Population Projections with ColOpenData

We can use ColOpenData to retrieve population projections and back-projections on multiple levels of spatial aggregation, including municipalities, departments and national levels. Availability of years depends on spatial levels. These projections include differentiation by gender and even ethnic groups; however, the latter is only available for municipalities.

Availability of years by spatial levels goes as follows:

Level Years
National 1950 - 2070
National with sex 1985 - 2050
Department 1985 - 2050
Department with Sex 1985 - 2050
Municipality 1985 - 2035
Municipality with Sex 1985 - 2035
Municipaity with Sex and Ethnic Groups 2018 - 2035

For this example, we will present projections and back projections of national population by area, sex and age for the period from 1950 to 2070. We will observe the expected female population under 99 by personalized age brackets for 2034.

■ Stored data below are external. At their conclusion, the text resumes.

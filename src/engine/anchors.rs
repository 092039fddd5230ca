//! Anchor pre-processing.
//!
//! Patterns are rooted at *anchors*: tokens that can carry sentiment. This pass
//! sets `Token::anchor` on a clause before matching, in four steps:
//!
//! ```text
//! lexicon flag ── hooks (no_adv, not_verb) ── joint phrases ── badcases
//!   lemma/text       negated ADV / VERB        one internal      un-flag
//!   has polarity     heads become anchors      root per phrase   listed words
//! ```
//!
//! The clause-level anchor type (last hook that fired) and the joint phrase
//! scores travel on to filtering and scoring through [`AnchorInfo`].

use crate::Clause;
use crate::lexicon::Lexicon;
use std::collections::{BTreeMap, BTreeSet};

#[derive(Debug, Clone, Default, PartialEq)]
pub struct AnchorInfo {
    /// `no_adv` or `not_verb` when the corresponding hook flagged a token.
    pub anchor_type: Option<&'static str>,
    /// Joint phrase root → phrase score.
    pub joint_scores: BTreeMap<usize, f64>,
    /// Every joint phrase found in the clause.
    pub joint_spans: Vec<BTreeSet<usize>>,
}

impl AnchorInfo {
    /// The joint-phrase consistency filter only applies once a phrase produced an anchor.
    pub fn has_joint_anchor(&self) -> bool {
        !self.joint_scores.is_empty()
    }
}

pub fn mark_anchors(clause: &mut Clause, lexicon: &Lexicon) -> AnchorInfo {
    let mut info = AnchorInfo::default();

    for id in 0..clause.len() {
        let token = clause.token(id);
        let flagged = (token.pos == "ADP" && token.dep.eq_ignore_ascii_case("ROOT"))
            || lexicon.has_polarity(&token.lemma)
            || lexicon.has_polarity(&token.text);
        clause.set_anchor(id, flagged);
    }

    if flag_negated_heads(clause, "no", "ADV") {
        info.anchor_type = Some("no_adv");
    }
    if flag_negated_heads(clause, "not", "VERB") {
        info.anchor_type = Some("not_verb");
    }

    let lemmas: Vec<String> = clause.tokens().iter().map(|t| t.lemma.clone()).collect();

    for found in lexicon.joint_phrases().segment(&lemmas) {
        let span: BTreeSet<usize> = (found.start..found.end).collect();
        if let Some(root) = single_internal_root(clause, &span) {
            clause.set_anchor(root, true);
            info.joint_scores.insert(root, *found.value);
        }
        info.joint_spans.push(span);
    }

    for found in lexicon.badcases().segment(&lemmas) {
        let case = found.value;
        for id in found.start..found.end {
            let token = clause.token(id);
            let illegal = (case.illegal_pos.is_empty() && case.illegal_dep.is_empty())
                || case.illegal_pos.contains(&token.pos)
                || case.illegal_dep.contains(&token.dep);
            if illegal {
                clause.set_anchor(id, false);
            }
        }
    }

    tracing::debug!(anchors = ?clause.anchors(), anchor_type = ?info.anchor_type, "anchors marked");
    info
}

/// Flag heads of `pos` modified by a negator (`dep == neg` or the given lemma).
fn flag_negated_heads(clause: &mut Clause, negator: &str, pos: &str) -> bool {
    let heads: Vec<usize> = clause
        .tokens()
        .iter()
        .filter(|t| t.dep == "neg" || t.lemma == negator)
        .filter_map(|t| clause.head(t.index))
        .filter(|&h| clause.token(h).pos == pos)
        .collect();
    for &h in &heads {
        clause.set_anchor(h, true);
    }
    !heads.is_empty()
}

/// The only token of `span` that governs other span tokens without being governed inside it.
fn single_internal_root(clause: &Clause, span: &BTreeSet<usize>) -> Option<usize> {
    let mut governors = BTreeSet::new();
    let mut governed = BTreeSet::new();
    for &id in span {
        if let Some(head) = clause.head(id).filter(|h| span.contains(h)) {
            governors.insert(head);
            governed.insert(id);
        }
    }
    let mut roots = governors.difference(&governed);
    match (roots.next(), roots.next()) {
        (Some(&root), None) => Some(root),
        _ => None,
    }
}

#[cfg(test)]
mod tests {
    use super::*;
    use crate::testutil::clause;

    #[test]
    fn lexicon_words_become_anchors() {
        let mut c = crate::testutil::i_love_the_color();
        let info = mark_anchors(&mut c, &Lexicon::builder().positive("love").build());
        assert_eq!(c.anchors(), BTreeSet::from([1]));
        assert_eq!(info.anchor_type, None);
    }

    #[test]
    fn negated_verb_hook() {
        // it does not work
        let mut c = clause(&[
            ("it", "it", "PRON", "nsubj", 3),
            ("does", "do", "AUX", "aux", 3),
            ("not", "not", "PART", "neg", 3),
            ("work", "work", "VERB", "ROOT", 3),
        ]);
        let info = mark_anchors(&mut c, &Lexicon::default());
        assert_eq!(c.anchors(), BTreeSet::from([3]));
        assert_eq!(info.anchor_type, Some("not_verb"));
    }

    #[test]
    fn joint_phrase_flags_its_root() {
        // it fell apart
        let mut c = clause(&[
            ("it", "it", "PRON", "nsubj", 1),
            ("fell", "fall", "VERB", "ROOT", 1),
            ("apart", "apart", "ADV", "advmod", 1),
        ]);
        let info = mark_anchors(&mut c, &Lexicon::builder().joint("fall apart", -0.8).build());
        assert_eq!(c.anchors(), BTreeSet::from([1]));
        assert_eq!(info.joint_scores.get(&1), Some(&-0.8));
        assert_eq!(info.joint_spans, vec![BTreeSet::from([1, 2])]);
        assert!(info.has_joint_anchor());
    }

    #[test]
    fn badcases_unflag() {
        // works as well
        let rows = [
            ("works", "work", "VERB", "ROOT", 0),
            ("as", "as", "ADV", "advmod", 2),
            ("well", "well", "ADV", "advmod", 0),
        ];
        let lexicon = Lexicon::builder()
            .positive("well")
            .badcase("as well", BTreeSet::new(), BTreeSet::from(["advmod".to_string()]))
            .build();
        let mut c = clause(&rows);
        mark_anchors(&mut c, &lexicon);
        assert!(c.anchors().is_empty());

        let lexicon = Lexicon::builder()
            .positive("well")
            .badcase("as well", BTreeSet::from(["NOUN".to_string()]), BTreeSet::new())
            .build();
        let mut c = clause(&rows);
        mark_anchors(&mut c, &lexicon);
        assert_eq!(c.anchors(), BTreeSet::from([2]));
    }
}
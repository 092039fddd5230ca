use sentiro::{AnnotatedClause, Element, ExtractOutput, ExtractResult};

mod ansi {
    pub const RESET: &str = "\x1b[0m";
    pub const DIM: &str = "\x1b[2m";
    pub const BOLD: &str = "\x1b[1m";

    pub const GREEN: &str = "\x1b[32m";
    pub const RED: &str = "\x1b[31m";
    pub const YELLOW: &str = "\x1b[33m";
    pub const BLUE: &str = "\x1b[34m";
    pub const CYAN: &str = "\x1b[36m";
    pub const GRAY: &str = "\x1b[90m";

    pub struct Palette {
        enabled: bool,
    }

    impl Palette {
        pub fn new(enabled: bool) -> Self {
            Self { enabled }
        }

        pub fn paint(&self, s: impl AsRef<str>, color: &str) -> String {
            if self.enabled { format!("{}{}{}", color, s.as_ref(), RESET) } else { s.as_ref().to_string() }
        }

        pub fn bold(&self, s: impl AsRef<str>) -> String {
            if self.enabled { format!("{}{}{}", BOLD, s.as_ref(), RESET) } else { s.as_ref().to_string() }
        }

        pub fn dim(&self, s: impl AsRef<str>) -> String {
            if self.enabled { format!("{}{}{}", DIM, s.as_ref(), RESET) } else { s.as_ref().to_string() }
        }
    }
}

pub fn print_run(clauses: &[AnnotatedClause], output: &ExtractOutput, color: bool) {
    let palette = ansi::Palette::new(color);
    println!("\n{}", palette.bold(palette.paint(format!("⚙  Extracting: {} clauses", clauses.len()), ansi::CYAN)));

    println!("\n{}", palette.paint("━━━ Clauses ━━━", ansi::GRAY));
    print_clauses(clauses, output, &palette);

    println!("\n{}", palette.paint("━━━ Results ━━━", ansi::GRAY));
    if output.results.is_empty() {
        println!("{}", palette.dim("  No opinions extracted"));
        println!("\n{}", palette.paint("Possible reasons:", ansi::YELLOW));
        println!("  • No token carries lexicon polarity (no anchors)");
        println!("  • No rule pattern matched the dependency tree");
        println!("  • Candidates were dropped by span, pronoun or emotion checks");
        println!("\n{}", palette.dim("  Tip: Set SENTIRO_LOG=sentiro=debug to see bindings and drops"));
    } else {
        for (idx, result) in output.results.iter().enumerate() {
            print_result(idx, result, &palette);
        }
    }

    let metrics = &output.metrics;
    println!("\n{}", palette.paint("━━━ Timing ━━━", ansi::GRAY));
    println!(
        "  Total: {}  │  Matching: {}  │  Assembly: {}  │  Dedup: {}  │  Scoring: {}",
        palette.paint(format!("{:?}", metrics.total), ansi::GREEN),
        palette.paint(format!("{:?}", metrics.stage_total(|c| c.matching)), ansi::CYAN),
        palette.paint(format!("{:?}", metrics.stage_total(|c| c.assembly)), ansi::CYAN),
        palette.dim(format!("{:?}", metrics.stage_total(|c| c.dedup))),
        palette.dim(format!("{:?}", metrics.stage_total(|c| c.scoring))),
    );
    println!();
}

fn print_clauses(clauses: &[AnnotatedClause], output: &ExtractOutput, palette: &ansi::Palette) {
    for (idx, clause) in clauses.iter().enumerate() {
        let label = palette.paint(format!("[{idx}]"), ansi::GRAY);
        if let Some(skipped) = output.skipped.iter().find(|s| s.index == idx) {
            let reason = palette.paint(format!("✗ {}", skipped.reason), ansi::RED);
            println!("  {} {} {}", label, palette.dim(clause.text.trim()), reason);
            continue;
        }
        let found = output.results.iter().filter(|r| r.clause_index == idx).count();
        let bindings = output.metrics.clauses.iter().find(|c| c.index == idx).map(|c| c.bindings).unwrap_or(0);
        println!(
            "  {} {} {}",
            label,
            clause.text.trim(),
            if found > 0 {
                palette.paint(format!("✓ {found} results ({bindings} bindings)"), ansi::GREEN)
            } else {
                palette.dim(format!("✗ 0 results ({bindings} bindings)"))
            }
        );
    }
}

fn print_result(idx: usize, result: &ExtractResult, palette: &ansi::Palette) {
    let score_color = if result.sent_score < 0.0 { ansi::RED } else { ansi::GREEN };
    println!(
        "  {} {} {} {}  {} {}",
        palette.paint(format!("[{}]", idx), ansi::GRAY),
        palette.bold(palette.paint(format!("{:+.3}", result.sent_score), score_color)),
        palette.dim("│"),
        palette.paint(format!("intensity {}", result.sent_intensity), ansi::YELLOW),
        palette.dim("│ pattern:"),
        palette.paint(result.pattern.to_string(), ansi::CYAN),
    );
    for (name, element, negated) in [
        ("holder", &result.holder, false),
        ("emotion", &result.emotion, result.emotion_negated),
        ("object", &result.object, false),
        ("reason", &result.reason, result.reason_negated),
    ] {
        if element.is_empty() {
            continue;
        }
        println!("      {} {}", palette.dim(format!("{name:>7}:")), fmt_element(element, negated, palette));
    }
}

fn fmt_element(element: &Element, negated: bool, palette: &ansi::Palette) -> String {
    let span = match element.char_range {
        Some((start, end)) => format!("{start}..{end}"),
        None => String::new(),
    };
    format!(
        "{}{} {}",
        palette.paint(&element.text, ansi::BLUE),
        if negated { palette.paint(" (negated)", ansi::RED) } else { String::new() },
        palette.dim(span)
    )
}
//! Opinion extraction engine.
//!
//! This module is the *internal entry point* for clause-level extraction. Each
//! stage lives in its own submodule under `src/engine/`; the document loop that
//! drives them lives in [`crate::api`].
//!
//! ## How the parts work together
//!
//! ```text
//! rule file ──┐
//!             │  CompiledRules::compile            (compiled_rules.rs)
//!             └──────────────┬────────────────
//!                            │
//! clause ── mark_anchors ────┼─ lexicon hits, hooks, joint phrases, badcases
//!           (anchors.rs)     │
//!                            v
//!                  Groups::scan (groups.rs)
//!                    - phrase / coordination / fixed pairs
//!                    - negation, degree chains, pronouns
//!                            │
//!                            v
//!                  Matcher::run (matcher.rs)
//!                    - seed anchors, walk edge traces
//!                    - built-in default-match patterns
//!                            │
//!                            v
//!                  Assembler::assemble (expand.rs)
//!                    - combine, subtree, coordination records
//!                    - group completion, negation
//!                            │
//!                            v
//!       drop_subsumed ─ OpinionFilter ─ merge_similar
//!        (dedup.rs)     (resolve.rs)     (dedup.rs)
//!                            │
//!                            v
//!                  Scorer::score (score.rs)
//!                            │
//!                            v
//!                 Vec<(Opinion, Sentiment)>
//! ```
//!
//! ## Responsibilities by module
//!
//! - `compiled_rules.rs`: parses the rule file into immutable `CompiledPattern`s
//!   and a per-anchor-lemma activation index.
//! - `anchors.rs`: flags sentiment-bearing tokens before matching.
//! - `groups.rs`: per-clause indices the assembler completes spans from.
//! - `matcher.rs`: binds pattern nodes to tokens.
//! - `expand.rs`: turns bindings into role-tagged candidates.
//! - `resolve.rs`: clause-level acceptance checks and element texts.
//! - `dedup.rs`: subsumption and similarity merging.
//! - `score.rs`: sentiment and intensity.
//! - `pipeline.rs`: runs one clause through all of the above.
//! - `metrics.rs`: per-stage timings.
//!
//! ## Debugging
//!
//! Every stage logs through `tracing`. Run with `SENTIRO_LOG=debug` (or
//! `RUST_LOG=sentiro=debug`) to see bindings, drops and scores.

#[path = "engine/anchors.rs"]
mod anchors;
#[path = "engine/compiled_rules.rs"]
mod compiled_rules;
#[path = "engine/dedup.rs"]
mod dedup;
#[path = "engine/expand.rs"]
mod expand;
#[path = "engine/groups.rs"]
mod groups;
#[path = "engine/matcher.rs"]
mod matcher;
#[path = "engine/metrics.rs"]
mod metrics;
#[path = "engine/pipeline.rs"]
mod pipeline;
#[path = "engine/resolve.rs"]
mod resolve;
#[path = "engine/score.rs"]
mod score;

pub use compiled_rules::{
    AttrFilter, CompiledPattern, CompiledRules, ContextCondition, Direction, NodeConstraint, PatternEdge, PatternId,
    PatternNode, SpecialDirective,
};
pub use metrics::{ClauseMetrics, RunMetrics};

pub(crate) use dedup::element_compactness;
pub(crate) use pipeline::ClauseContext;
pub(crate) use resolve::{Opinion, PRONOUN_TAG};
pub(crate) use score::Sentiment;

We will first load the needed libraries.

library(ColOpenData)
library(dplyr)
library(ggplot2)

Now we can download the data. We will use the function download_pop_projections(), which has five parameters:

asen <- download_pop_projections(
  spatial_level = "national",
  start_year = 2034,
  end_year = 2034,
  include_sex = TRUE,
  include_ethnic = FALSE
)
#> Original data is retrieved from the National Administrative Department
#> of Statistics (Departamento Administrativo Nacional de Estadística -
#> DANE).
#> Reformatted by package authors.
#> Stored by Universidad de Los Andes under the Epiverse TRACE iniative.

We will filter the downloaded data for ages under 99.

female_2034 <- asen %>%
  filter(
    area == "total",
    sexo == "mujer",
    edad != "100_y_mas"
  ) %>%
  mutate(edad = as.numeric(edad))

Age groups will be defined by breaks and included in the original dataset.

age_groups <- cut(female_2034[["edad"]],
  breaks = c(-1, 2, 12, 19, 29, 39, 49, 59, 69, 79, 89, 99),
  labels = c(
    "0-2", "3-12", "13-19", "20-29", "30-39", "40-49",
    "50-59", "60-69", "70-79", "80-89", "90-99"
  )
)
female_groups <- female_2034 %>%
  mutate(age_group = age_groups) %>%
  group_by(age_group) %>%
  summarise(total_sum = sum(total))

Finally, we can plot the output.

ggplot(female_groups, aes(
  x = age_group,
  y = total_sum
)) +
  geom_bar(stat = "identity", fill = "#f04a4c", color = "black", width = 0.6) +
  labs(
    title = "Female population counts in Colombia by age group for 2034",
    x = "Age group",
    y = "Female population"
  ) +
  theme_minimal() +
  theme(
    plot.background = element_rect(fill = "white", colour = "white"),
    panel.background = element_rect(fill = "white", colour = "white"),
    axis.text.x = element_text(angle = 45, hjust = 1),
    plot.title = element_text(hjust = 0.5)
  )